This work should be of interest to people using CEST imaging in order to identify relevant biomarkers of pathology, particularly in the context of neurodegenerative diseases and ataxia.Friedreich Ataxia (FA) is the most common form of recessive inherited ataxia with a prevalence of 1/40000 in the Caucasian population causing severe neurological disabilities and reduced life expectancy¹. FA is caused by mutations in the FXN gene which encodes a mitochondrial protein, the frataxin. Reduced levels of frataxin result in mitochondrial impairment and cellular dysfunction^2,3. Although FA has been described for several decades, in vivo biomarkers are still lacking. There is an urgent need to find objective biomarkers first to better understand the biological processes and second to measure its progression and to evaluate future treatments efficacy. We have recently established a relevant mouse model of FA. As glutamate has been shown to be a potential biomarker of neurodegenerative diseases, we propose to use Chemical Exchange Saturation Transfer (CEST) imaging of glutamate (gluCEST^4,5) in order to characterize our mouse model and to monitor glutamate alterations in the spinal cord.

Mouse model: The model was established using the Cre/LoxP technology to achieve a neuronal-specific deletion of the FXN gene, mainly in large proprioceptive neurons. Knock-out mice (KO, n=6) were compared to Wild Type mice (WT, n=6). Cohorts were imaged at 7 and 14 weeks of age.

MRI: MRI studies were performed on an 11.7T Bruker magnet using quadrature volume coil. MSME sequence was acquired in sagittal plane (resolution 0.1x0.1x0.5 mm³) for anatomical image and T₂ mapping. 20 echo-times equally distributed between 6 and 120ms were used for T₂ fitting.

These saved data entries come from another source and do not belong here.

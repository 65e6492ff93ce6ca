//! Event bus collaborator trait.

use super::EventEnvelope;
use crate::model::{CacheJobStatus, InstanceId};
use crate::registry::CacheJobRegistry;
use std::sync::Arc;
use tokio::sync::broadcast;

/// Transport seam between the coordination core and the cluster.
///
/// Delivery contract an implementation must honor:
///
/// - at-least-once: duplicates are allowed (the core applies events
///   idempotently), silent drops are not;
/// - ordered per job id: for one job, created → status changes → pruned
///   arrive in that relative order at every member;
/// - broadcast: every joined member eventually receives every event.
///
/// Joining hands the bus the member's registry so the bus can answer
/// [`snapshot`](CacheJobEventBus::snapshot) requests from other members;
/// leaving drops the subscription, so an instance that left receives
/// nothing and serves no snapshots.
pub trait CacheJobEventBus: Send + Sync {
    /// Registers `instance` as a cluster member and returns its event
    /// stream. Re-joining an already-joined instance returns a fresh
    /// stream.
    fn join(
        &self,
        instance: &InstanceId,
        registry: Arc<CacheJobRegistry>,
    ) -> broadcast::Receiver<EventEnvelope>;

    /// Deregisters `instance`; no-op when not joined.
    fn leave(&self, instance: &InstanceId);

    /// Broadcasts an event to every joined member, including the origin
    /// (origins filter their own events out on receipt).
    fn publish(&self, envelope: EventEnvelope);

    /// Point-in-time catch-up exchange for a joining member: the
    /// non-terminal jobs currently known to the other members. Called
    /// exactly once per join.
    fn snapshot(&self, requester: &InstanceId) -> Vec<CacheJobStatus>;
}
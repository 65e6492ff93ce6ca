//! Cache job managers.
//!
//! Two layers, mirroring the split between doing and coordinating:
//!
//! - [`LocalCacheJobManager`] runs jobs on one instance: it owns the
//!   registry, dispatches executions to the [`TileSeeder`](crate::seeder::
//!   TileSeeder), and applies the executor's callbacks. It knows nothing
//!   about other instances.
//! - [`ClusteringCacheJobManager`] wraps a local manager with cluster
//!   membership: it gates mutating operations on being joined, broadcasts
//!   locally-originated lifecycle events, and applies remote events
//!   idempotently to the local registry.
//!
//! ```text
//! ┌────────────────────────────────────────────────────────────┐
//! │                ClusteringCacheJobManager                   │
//! │   join/leave · membership gate · event loop · broadcast    │
//! ├────────────────────────────────────────────────────────────┤
//! │                   LocalCacheJobManager                     │
//! │   registry · seeder dispatch · executor callbacks          │
//! ├──────────────────────┬─────────────────────────────────────┤
//! │   CacheJobRegistry   │   TileSeeder (collaborator)         │
//! └──────────────────────┴─────────────────────────────────────┘
//! ```
//!
//! Local state changes are surfaced through the [`JobStatusSink`] trait
//! ("emit, don't present"): the clustering layer installs a sink that
//! broadcasts, a standalone deployment installs [`NullStatusSink`].

mod cluster;
mod local;

pub use cluster::ClusteringCacheJobManager;
pub use local::{JobStatusSink, LocalCacheJobManager, NullStatusSink};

GluCEST: GluCEST images were acquired using TSE sequence preceded by a frequency-selective continuous wave saturation pulse of 1s with a B₁ intensity of 5µT applied at frequencies ranging from -4 to 4ppm by 0.5ppm steps. Images were acquired in sagittal plane (resolution 0.2x0.2x2 mm³). B₀ inhomogeneity was corrected using WASSR⁶. GluCEST images were calculated using asymmetric Magnetization Transfer Ratio (MTRasym) at ± 3 ppm.

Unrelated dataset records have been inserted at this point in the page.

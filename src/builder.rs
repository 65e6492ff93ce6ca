//! Request builder and layer catalog.
//!
//! [`CacheJobRequestBuilder`] turns one high-level selection ("seed layer X")
//! into the concrete per-cache requests a job operates on, expanding the
//! cartesian product of the layer's gridsets, formats and parameter sets.
//! It is a pure function of its accumulated state plus the catalog metadata;
//! there is no cluster interaction in here.
//!
//! Each call to a manager's `new_request_builder()` returns an independent
//! builder; builders are never shared or reused.

use crate::error::RequestBuildError;
use crate::model::{Bounds, CacheAction, CacheIdentifier, CacheJobRequest, TileLayerInfo, ZoomRange};
use parking_lot::RwLock;
use std::collections::{BTreeSet, HashMap};
use std::sync::Arc;

/// Resolves layer names into cache-relevant metadata.
///
/// The coordination core only ever reads through this trait; storage and
/// refresh of the metadata belong to the embedding application.
pub trait TileLayerCatalog: Send + Sync {
    /// Metadata for the named layer, or `None` when it does not exist.
    fn layer(&self, name: &str) -> Option<TileLayerInfo>;

    /// Identifiers of the parameter sets that exist in the cache for the
    /// named layer, not counting the default parameters.
    fn parameter_ids(&self, layer_name: &str) -> Vec<String>;
}

/// In-memory [`TileLayerCatalog`] for tests and embedding.
#[derive(Default)]
pub struct MemoryTileLayerCatalog {
    layers: RwLock<HashMap<String, TileLayerInfo>>,
    parameter_ids: RwLock<HashMap<String, Vec<String>>>,
}

impl MemoryTileLayerCatalog {
    /// Creates an empty catalog.
    pub fn new() -> Self {
        Self::default()
    }

    /// Registers (or replaces) a layer.
    pub fn add_layer(&self, layer: TileLayerInfo) {
        self.layers.write().insert(layer.name.clone(), layer);
    }

    /// Registers the existing parameter-set ids for a layer.
    pub fn set_parameter_ids<I>(&self, layer_name: impl Into<String>, ids: I)
    where
        I: IntoIterator,
        I::Item: Into<String>,
    {
        self.parameter_ids
            .write()
            .insert(layer_name.into(), ids.into_iter().map(Into::into).collect());
    }
}

impl TileLayerCatalog for MemoryTileLayerCatalog {
    fn layer(&self, name: &str) -> Option<TileLayerInfo> {
        self.layers.read().get(name).cloned()
    }

    fn parameter_ids(&self, layer_name: &str) -> Vec<String> {
        self.parameter_ids
            .read()
            .get(layer_name)
            .cloned()
            .unwrap_or_default()
    }
}

/// Fluent accumulator expanding one selection into concrete job requests.
pub struct CacheJobRequestBuilder {
    catalog: Arc<dyn TileLayerCatalog>,
    action: CacheAction,
    layer_name: Option<String>,
    gridset_id: Option<String>,
    formats: BTreeSet<String>,
    parameters_id: Option<String>,
    zoom: ZoomRange,
    bounds: Option<Bounds>,
}

impl CacheJobRequestBuilder {
    pub(crate) fn new(catalog: Arc<dyn TileLayerCatalog>) -> Self {
        Self {
            catalog,
            action: CacheAction::Seed,
            layer_name: None,
            gridset_id: None,
            formats: BTreeSet::new(),
            parameters_id: None,
            zoom: ZoomRange::default(),
            bounds: None,
        }
    }

    /// Sets the maintenance action; defaults to [`CacheAction::Seed`].
    pub fn action(mut self, action: CacheAction) -> Self {
        self.action = action;
        self
    }

    /// Names the layer to operate on. Required.
    pub fn layer(mut self, name: impl Into<String>) -> Self {
        self.layer_name = Some(name.into());
        self
    }

    /// Restricts the job to one gridset; defaults to every gridset the
    /// layer is configured for.
    pub fn gridset_id(mut self, gridset_id: impl Into<String>) -> Self {
        self.gridset_id = Some(gridset_id.into());
        self
    }

    /// Adds a tile format; may be called repeatedly. Defaults to every
    /// format the layer supports.
    pub fn format(mut self, format: impl Into<String>) -> Self {
        self.formats.insert(format.into());
        self
    }

    /// Restricts the job to one parameter set; defaults to the default
    /// parameters plus every parameter set existing in the cache.
    pub fn parameters_id(mut self, parameters_id: impl Into<String>) -> Self {
        self.parameters_id = Some(parameters_id.into());
        self
    }

    /// Sets the lowest zoom level to process.
    pub fn min_zoom(mut self, zoom: u8) -> Self {
        self.zoom.min = Some(zoom);
        self
    }

    /// Sets the highest zoom level to process.
    pub fn max_zoom(mut self, zoom: u8) -> Self {
        self.zoom.max = Some(zoom);
        self
    }

    /// Restricts the job to a sub-area of the layer.
    pub fn bounds(mut self, bounds: Bounds) -> Self {
        self.bounds = Some(bounds);
        self
    }

    /// Expands the accumulated selection into concrete requests: one per
    /// gridset × format × parameter-set combination applicable to the
    /// layer.
    pub fn build(mut self) -> Result<Vec<CacheJobRequest>, RequestBuildError> {
        let layer_name = self
            .layer_name
            .take()
            .ok_or(RequestBuildError::MissingLayer)?;
        let layer = self
            .catalog
            .layer(&layer_name)
            .ok_or_else(|| RequestBuildError::UnknownLayer(layer_name.clone()))?;

        let gridsets = Self::resolve_gridsets(&layer, self.gridset_id.as_deref())?;
        let formats = Self::resolve_formats(&layer, &self.formats)?;
        let parameter_ids = self.resolve_parameter_ids(&layer);

        let mut requests = Vec::new();
        for gridset_id in &gridsets {
            // validated above, every gridset id resolves
            let subset = match layer.subset(gridset_id) {
                Some(subset) => subset,
                None => continue,
            };
            let zoom = self.zoom.resolve(subset.min_zoom, subset.max_zoom);
            for format in &formats {
                for parameters_id in &parameter_ids {
                    requests.push(CacheJobRequest {
                        action: self.action,
                        cache: CacheIdentifier {
                            layer_name: layer.name.clone(),
                            gridset_id: gridset_id.clone(),
                            format: format.clone(),
                            parameters_id: parameters_id.clone(),
                        },
                        zoom,
                        bounds: self.bounds,
                    });
                }
            }
        }
        Ok(requests)
    }

    fn resolve_gridsets(
        layer: &TileLayerInfo,
        requested: Option<&str>,
    ) -> Result<Vec<String>, RequestBuildError> {
        match requested {
            Some(gridset) => {
                if layer.subset(gridset).is_none() {
                    return Err(RequestBuildError::UnknownGridset {
                        layer: layer.name.clone(),
                        gridset: gridset.to_string(),
                    });
                }
                Ok(vec![gridset.to_string()])
            }
            None => Ok(layer.gridset_ids().into_iter().collect()),
        }
    }

    fn resolve_formats(
        layer: &TileLayerInfo,
        requested: &BTreeSet<String>,
    ) -> Result<Vec<String>, RequestBuildError> {
        if requested.is_empty() {
            return Ok(layer.formats.iter().cloned().collect());
        }
        let unsupported: Vec<String> = requested
            .iter()
            .filter(|f| !layer.has_format(f))
            .cloned()
            .collect();
        if !unsupported.is_empty() {
            return Err(RequestBuildError::UnsupportedFormats {
                layer: layer.name.clone(),
                formats: unsupported,
            });
        }
        Ok(requested.iter().cloned().collect())
    }

    /// Parameter sets to cover: an explicit id wins; otherwise the default
    /// parameters (`None`) plus every parameter set existing in the cache.
    fn resolve_parameter_ids(&self, layer: &TileLayerInfo) -> Vec<Option<String>> {
        match &self.parameters_id {
            Some(id) => vec![Some(id.clone())],
            None => {
                let mut ids = vec![None];
                for id in self.catalog.parameter_ids(&layer.name) {
                    ids.push(Some(id));
                }
                ids
            }
        }
    }
}

#[cfg(test)]
mod tests {
    use super::*;
    use crate::model::GridSubset;

    fn catalog() -> Arc<MemoryTileLayerCatalog> {
        let catalog = MemoryTileLayerCatalog::new();
        catalog.add_layer(TileLayerInfo::new(
            "test:layer1",
            vec![
                GridSubset::new("EPSG:3857", 0, 18),
                GridSubset::new("EPSG:4326", 0, 16),
            ],
            ["image/png", "image/jpeg"],
        ));
        Arc::new(catalog)
    }

    fn builder(catalog: &Arc<MemoryTileLayerCatalog>) -> CacheJobRequestBuilder {
        CacheJobRequestBuilder::new(catalog.clone() as Arc<dyn TileLayerCatalog>)
    }

    #[test]
    fn test_expands_gridset_format_product() {
        let catalog = catalog();
        let requests = builder(&catalog)
            .action(CacheAction::Seed)
            .layer("test:layer1")
            .build()
            .unwrap();

        // 2 gridsets x 2 formats x 1 (default) parameter set
        assert_eq!(requests.len(), 4);
        assert!(requests.iter().all(|r| r.action == CacheAction::Seed));
        assert!(requests
            .iter()
            .all(|r| r.cache.layer_name == "test:layer1"));
        assert!(requests.iter().all(|r| r.cache.parameters_id.is_none()));
    }

    #[test]
    fn test_single_gridset_and_format_selection() {
        let catalog = catalog();
        let requests = builder(&catalog)
            .action(CacheAction::Truncate)
            .layer("test:layer1")
            .gridset_id("EPSG:4326")
            .format("image/png")
            .build()
            .unwrap();

        assert_eq!(requests.len(), 1);
        let request = &requests[0];
        assert_eq!(request.cache.gridset_id, "EPSG:4326");
        assert_eq!(request.cache.format, "image/png");
        // zoom resolved against the 4326 subset limits
        assert_eq!(request.zoom, ZoomRange::new(0, 16));
    }

    #[test]
    fn test_existing_parameter_sets_are_covered() {
        let catalog = catalog();
        catalog.set_parameter_ids("test:layer1", ["style=a", "style=b"]);

        let requests = builder(&catalog)
            .layer("test:layer1")
            .gridset_id("EPSG:3857")
            .format("image/png")
            .build()
            .unwrap();

        let ids: Vec<Option<String>> =
            requests.iter().map(|r| r.cache.parameters_id.clone()).collect();
        assert_eq!(
            ids,
            vec![
                None,
                Some("style=a".to_string()),
                Some("style=b".to_string())
            ]
        );
    }

    #[test]
    fn test_explicit_parameters_id_wins() {
        let catalog = catalog();
        catalog.set_parameter_ids("test:layer1", ["style=a"]);

        let requests = builder(&catalog)
            .layer("test:layer1")
            .gridset_id("EPSG:3857")
            .format("image/png")
            .parameters_id("style=z")
            .build()
            .unwrap();

        assert_eq!(requests.len(), 1);
        assert_eq!(
            requests[0].cache.parameters_id,
            Some("style=z".to_string())
        );
    }

    #[test]
    fn test_zoom_range_clamped_per_gridset() {
        let catalog = catalog();
        let requests = builder(&catalog)
            .layer("test:layer1")
            .format("image/png")
            .min_zoom(4)
            .max_zoom(30)
            .build()
            .unwrap();

        for request in &requests {
            let expected_max = match request.cache.gridset_id.as_str() {
                "EPSG:3857" => 18,
                _ => 16,
            };
            assert_eq!(request.zoom, ZoomRange::new(4, expected_max));
        }
    }

    #[test]
    fn test_unknown_layer() {
        let catalog = catalog();
        let err = builder(&catalog).layer("test:nope").build().unwrap_err();
        assert!(matches!(err, RequestBuildError::UnknownLayer(_)));
    }

    #[test]
    fn test_missing_layer() {
        let catalog = catalog();
        let err = builder(&catalog).build().unwrap_err();
        assert!(matches!(err, RequestBuildError::MissingLayer));
    }

    #[test]
    fn test_unsupported_format() {
        let catalog = catalog();
        let err = builder(&catalog)
            .layer("test:layer1")
            .format("image/webp")
            .build()
            .unwrap_err();
        match err {
            RequestBuildError::UnsupportedFormats { layer, formats } => {
                assert_eq!(layer, "test:layer1");
                assert_eq!(formats, vec!["image/webp".to_string()]);
            }
            other => panic!("unexpected error: {other}"),
        }
    }

    #[test]
    fn test_unknown_gridset() {
        let catalog = catalog();
        let err = builder(&catalog)
            .layer("test:layer1")
            .gridset_id("EPSG:2154")
            .build()
            .unwrap_err();
        assert!(matches!(err, RequestBuildError::UnknownGridset { .. }));
    }
}
//! Value types for cache jobs.
//!
//! Everything in this module is plain data: requests describing what a job
//! should do, the identity assigned to a launched job, the replicated status
//! record, and the tile-layer metadata the request builder expands against.
//!
//! All types are serde-serializable so an event bus implementation can put
//! them on the wire unchanged.

mod job;
mod layer;
mod request;
mod status;

pub use job::{CacheJobInfo, InstanceId, JobId};
pub use layer::{GridSubset, TileLayerInfo};
pub use request::{Bounds, CacheAction, CacheIdentifier, CacheJobRequest, ZoomRange};
pub use status::{CacheJobStatus, JobState};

KO mice already displayed an ataxic phenotype at 3.5 weeks of age and electrophysiology studies revealed a decrease of sensory wave at 4.5 weeks and an almost complete loss at 7.5 weeks of age (data not shown). Moreover, the number of neurons within lumbar dorsal root ganglia was significantly decreased at 17.5 weeks of age in KO compared to WT (-14%, data not shown).

Several hyperintense signals were found on T₂-weighted images in the lumbar spine of KO mice (Fig.1, bottom panel, red arrows). Figure 2a shows example of T₂ maps acquired in WT and KO mice (Fig.2a). At 7 weeks, mean T₂ value of lumbar spine was significantly increased in KO (Fig.2b, blue and red bars, +18%, p=0.0012). At 14 weeks, mean T₂ in KO was even larger whereas it remained stable in WT (Fig.2b, hatched blue and red bars).

GluCEST images revealed decrease of gluCEST contrast in KO compared to WT, especially in the lumbar part (Fig.3a, red arrows). MTRasym spectra acquired in WT and KO groups at 14 weeks of age exhibited different profiles, particularly at 3ppm where gluCEST contrast was measured (Fig.3b, blue and red lines respectively). While mean gluCEST contrast in WT and KO was comparable at 7 weeks, it decreased significantly at 14 weeks in KO (Fig.3c, hatched blue and red bars, -11%, p=0.044).

Our neuronal mouse model recapitulates the main clinical and histological features of FA. Similarly to human FA, the neurological phenotype starts developing in the lumbar part of the spinal cord and progresses toward the cervical part. The increase of T₂ at 7 weeks in KO mice was most likely due to degradation of myelin content. Interestingly, T₂ continued to increase 7 weeks later, probably reflecting a progression of the disease along the spinal cord. Contrary to T₂ results, gluCEST contrast was comparable between both cohorts at 7 weeks of age. As glutamate can be considered as a neuronal biomarker, this could indicate that, even if they were altered, neurons were still present at 7 weeks and probably still functional. However, a few weeks later, gluCEST contrast was decreased, indicating that some neurons were suffering or dead.

To our knowledge, this is the first application of gluCEST for mouse spinal cord imaging. Moreover, these results demonstrate the potential of gluCEST imaging in providing innovative and relevant biomarkers of FA. Finally, they might be very informative in the future to evaluate potential therapy of FA by identifying a time-window to rescue affected neurons.